Inguinal hernia may sometime surprise the surgeon with its unusual content [3,4] and hence may pose problems in surgical management. The hernia sac in inguinal hernia has been reported having almost all intra abdominal contents including stomach and their pathologies [5,6]. Acute conditions including perforated diverticular abscess have also been reported to track into the inguinal canal mimicking a strangulated inguinal hernia [7]. There is always a risk of significant extra-abdominal or intra-abdominal disease processes in patients with no evidence of bowel obstruction clinically and radiologically, presenting with painful inguinal swelling [7]. An infected hip prosthesis abscess, a subcutaneous fungal abscess, pancreatic psuedocyst [7], leaking abdominal aortic an-eurysms [8] and peritonitis have presented as an atypical inguinal hernia [9].

Entrapment of adenexae in an indirect inguinal hernia is rare in adult women. Most reported cases concern the pediatric population in whom ovaries and tubal herniation have long been associated as unusual contents [10]. The reported incidence of its occurrence is 71% in children under 5 years and 30% in adolescents or women in reproductive age group and 2.9% exclusively in adults [3]. At around 6 weeks of intrauterine life parietal peritoneum evaginates as processus vaginalis. The female counterpart of processus vaginalis usually disappears by 8 months of intrauterine life but may sometime persist as the canal of nuck. This persistence may be attributed to the hydrocele of the canal of nuck or inguinal hernia. Six girls having an infrequent condition, hydrocele of the canal of nuck, mimicking a sliding hernia with ovary has been reported previously. Hernia of the canal of nuck is also a rare condition and around 15-20% contain ovary, sometimes with a fallopian tube. Inguinal Hernia in two female infants containing uterus and uterine adenxa has also been reported [11]. Uterus as the content of hernia sac is still rarer and with thorough literature search, we have come across only a few cases of hernia in female infants containing uterus [12] but we have not come across any reported case in literature of hernia in an adult female containing atrophic uterus. Girls having uterine herniation cannot be well explained embryologically unless suspensory ligaments of the uterus possess any anatomical abnormality. One of the published reports laid the hypothesis that if there is failure of the fusion of the Mullerian ducts leading to the excessive mobility of the ovaries plus nonfusion of the uterine cornuae, the chance of herniation of the ovary into the inguinal canal is increased.
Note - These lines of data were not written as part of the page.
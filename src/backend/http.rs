use std::time::Duration;

use async_trait::async_trait;
use serde_json::Value;
use tracing::debug;

use crate::types::{ActionReply, InstanceRecord, InstanceRequest, StatusReport};

use super::{BackendError, InstanceBackend};

const STATUS_PATH: &str = "/api/v1/docker_status";
const CONTAINER_PATH: &str = "/api/v1/container";
// 9999-12-31T23:59:59Z
const MAX_EPOCH_SECONDS: i64 = 253_402_300_799;

#[derive(Debug, Clone)]
pub struct HttpBackendConfig {
    pub base_url: String,
    pub request_timeout: Duration,
}

impl Default for HttpBackendConfig {
    fn default() -> Self {
        Self {
            base_url: "http://127.0.0.1:8000".to_string(),
            request_timeout: Duration::from_secs(10),
        }
    }
}

/// Talks to the docker-challenges plugin endpoints of a CTFd server.
#[derive(Debug, Clone)]
pub struct HttpBackend {
    config: HttpBackendConfig,
    client: reqwest::Client,
}

impl HttpBackend {
    pub fn new(config: HttpBackendConfig) -> Result<Self, BackendError> {
        let client = reqwest::Client::builder()
            .timeout(config.request_timeout)
            .build()
            .map_err(|err| BackendError::Transport(format!("failed to build http client: {err}")))?;

        Ok(Self { config, client })
    }

    fn base_url(&self) -> &str {
        self.config.base_url.trim_end_matches('/')
    }

    fn status_url(&self) -> String {
        format!("{}{STATUS_PATH}", self.base_url())
    }

    fn container_url(&self, request: &InstanceRequest) -> String {
        let mut url = format!(
            "{}{CONTAINER_PATH}?name={}&challenge={}",
            self.base_url(),
            urlencoding::encode(&request.identifier),
            urlencoding::encode(&request.task_name)
        );
        if request.stop {
            url.push_str("&stopcontainer=True");
        }
        url
    }

    async fn get(&self, url: &str) -> Result<(u16, String), BackendError> {
        let response = self
            .client
            .get(url)
            .header(reqwest::header::ACCEPT, "application/json")
            .send()
            .await
            .map_err(map_request_error)?;

        let status = response.status().as_u16();
        let body = response.text().await.map_err(map_request_error)?;
        Ok((status, body))
    }
}

#[async_trait]
impl InstanceBackend for HttpBackend {
    async fn fetch_status(&self) -> Result<StatusReport, BackendError> {
        let url = self.status_url();
        let (status, body) = self.get(&url).await?;
        if !(200..300).contains(&status) {
            return Err(BackendError::Rejected {
                status: Some(status),
                message: extract_message(&body),
            });
        }

        parse_status_body(&body)
    }

    async fn request_instance(
        &self,
        request: &InstanceRequest,
    ) -> Result<ActionReply, BackendError> {
        let url = self.container_url(request);
        debug!(
            identifier = %request.identifier,
            stop = request.stop,
            "sending instance request"
        );
        let (status, body) = self.get(&url).await?;
        parse_action_response(status, &body)
    }
}

fn map_request_error(err: reqwest::Error) -> BackendError {
    if err.is_timeout() {
        BackendError::Transport(format!("request timed out: {err}"))
    } else {
        BackendError::Transport(err.to_string())
    }
}

fn extract_message(body: &str) -> Option<String> {
    let payload: Value = serde_json::from_str(body).ok()?;
    payload
        .get("message")
        .and_then(Value::as_str)
        .map(str::to_string)
}

fn parse_action_response(status: u16, body: &str) -> Result<ActionReply, BackendError> {
    let payload = serde_json::from_str::<Value>(body).ok();
    let message = payload
        .as_ref()
        .and_then(|payload| payload.get("message"))
        .and_then(Value::as_str)
        .map(str::to_string);

    if !(200..300).contains(&status) {
        return Err(BackendError::Rejected {
            status: Some(status),
            message,
        });
    }

    let Some(payload) = payload else {
        return Err(BackendError::Malformed(format!(
            "expected a JSON body from {CONTAINER_PATH}"
        )));
    };

    if payload.get("success").and_then(Value::as_bool) == Some(false) {
        return Err(BackendError::Rejected {
            status: Some(status),
            message,
        });
    }

    Ok(ActionReply { message })
}

fn parse_status_body(body: &str) -> Result<StatusReport, BackendError> {
    let payload: Value = serde_json::from_str(body).map_err(|err| {
        BackendError::Malformed(format!("failed to parse {STATUS_PATH} response JSON: {err}"))
    })?;

    let object = payload.as_object().ok_or_else(|| {
        BackendError::Malformed(format!("expected {STATUS_PATH} response to be a JSON object"))
    })?;

    let success = object
        .get("success")
        .and_then(Value::as_bool)
        .unwrap_or(false);

    let records = match object.get("data") {
        Some(Value::Array(items)) => items
            .iter()
            .filter_map(|item| {
                let record = parse_record(item);
                if record.is_none() {
                    debug!(entry = %item, "skipping instance entry with missing fields");
                }
                record
            })
            .collect(),
        Some(Value::Null) | None => Vec::new(),
        Some(other) => {
            debug!(data = %other, "status data is not an array; treating as empty");
            Vec::new()
        }
    };

    Ok(StatusReport { success, records })
}

fn parse_record(value: &Value) -> Option<InstanceRecord> {
    let object = value.as_object()?;
    let identifier = object.get("docker_image")?.as_str()?.to_string();
    let host = object.get("host")?.as_str()?.to_string();
    let expires_at_epoch_seconds = parse_epoch_seconds(object.get("revert_time")?)?;
    let instance_id = object
        .get("instance_id")
        .and_then(scalar_to_string)
        .unwrap_or_default();
    let ports = object.get("ports").map(parse_ports).unwrap_or_default();

    Some(InstanceRecord {
        identifier,
        instance_id,
        host,
        ports,
        expires_at_epoch_seconds,
    })
}

/// Accepts either a comma-joined string or an array of entries.
fn parse_ports(value: &Value) -> Vec<String> {
    let entries: Vec<String> = match value {
        Value::String(joined) => joined.split(',').map(str::to_string).collect(),
        Value::Array(items) => items.iter().filter_map(scalar_to_string).collect(),
        other => scalar_to_string(other).into_iter().collect(),
    };

    entries
        .into_iter()
        .map(|entry| entry.trim().to_string())
        .filter(|entry| !entry.is_empty())
        .collect()
}

/// Expiry timestamps outside 1970..=9999 are treated as missing.
fn parse_epoch_seconds(value: &Value) -> Option<i64> {
    let seconds = match value {
        Value::Number(number) => number
            .as_i64()
            .or_else(|| number.as_f64().map(|seconds| seconds.floor() as i64)),
        Value::String(raw) => raw.trim().parse::<i64>().ok(),
        _ => None,
    }?;
    (0..=MAX_EPOCH_SECONDS).contains(&seconds).then_some(seconds)
}

fn scalar_to_string(value: &Value) -> Option<String> {
    match value {
        Value::String(raw) => Some(raw.clone()),
        Value::Number(number) => Some(number.to_string()),
        _ => None,
    }
}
Reports have documented of herniation of not only the ovary but fallopian tube and even the herniation of the entire uterus into the inguinal canal of female infants. Researchers have documented that when the ovary is herniated completely, only the fallopian tube is attached to the ligament in the sac and ovary and its vessels do not adhere to the sac itself. In cases when uterus also herniates, the herniated part of the uterus also adheres to the sac and needs a careful exploration. When the uterus found atrophied, as in our case, the only option remains is to sacrifice it along with repair of the hernia.


In females, hernia sac containing uterus, fallopian tube and ovary is very rare and is diagnosed by the characteristic sonographic appearance. It can be concluded that female patients of inguinal hernia should undergo ultrasound routinely so as to diagnose the rare contents of the sac.

Author’s Contribution

SP: Literature search and preparation of the main body of manuscript.
SS: Literature search and preparation of manuscript.
SK: Planning and execution of treatment and revision of the manuscript.
SKG: Final decision for the treatment and proof reading of manuscript before submission.